## TASK REQUIREMENTS
Report the lines of the data below that contain the string "defmt".

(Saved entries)
== Segment start ==
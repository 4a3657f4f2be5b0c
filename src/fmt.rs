//! Logging shims.
//!
//! With the `defmt` feature the macros forward to `defmt`; without it they
//! only borrow their arguments so call sites stay warning-free.
#![macro_use]
#![allow(unused_macros)]

macro_rules! trace {
    ($s:literal $(, $x:expr)* $(,)?) => {
        {
            #[cfg(feature = "defmt")]
            ::defmt::trace!($s $(, $x)*);
            #[cfg(not(feature = "defmt"))]
            let _ = ($( &$x, )*);
        }
    };
}

macro_rules! debug {
    ($s:literal $(, $x:expr)* $(,)?) => {
        {
            #[cfg(feature = "defmt")]
            ::defmt::debug!($s $(, $x)*);
            #[cfg(not(feature = "defmt"))]
            let _ = ($( &$x, )*);
        }
    };
}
== Segment end ==
## SOLUTION TO THIS TASK
//! With the `defmt` feature the macros forward to `defmt`; without it they
            #[cfg(feature = "defmt")]
            ::defmt::trace!($s $(, $x)*);
            #[cfg(not(feature = "defmt"))]
            #[cfg(feature = "defmt")]
            ::defmt::debug!($s $(, $x)*);
            #[cfg(not(feature = "defmt"))]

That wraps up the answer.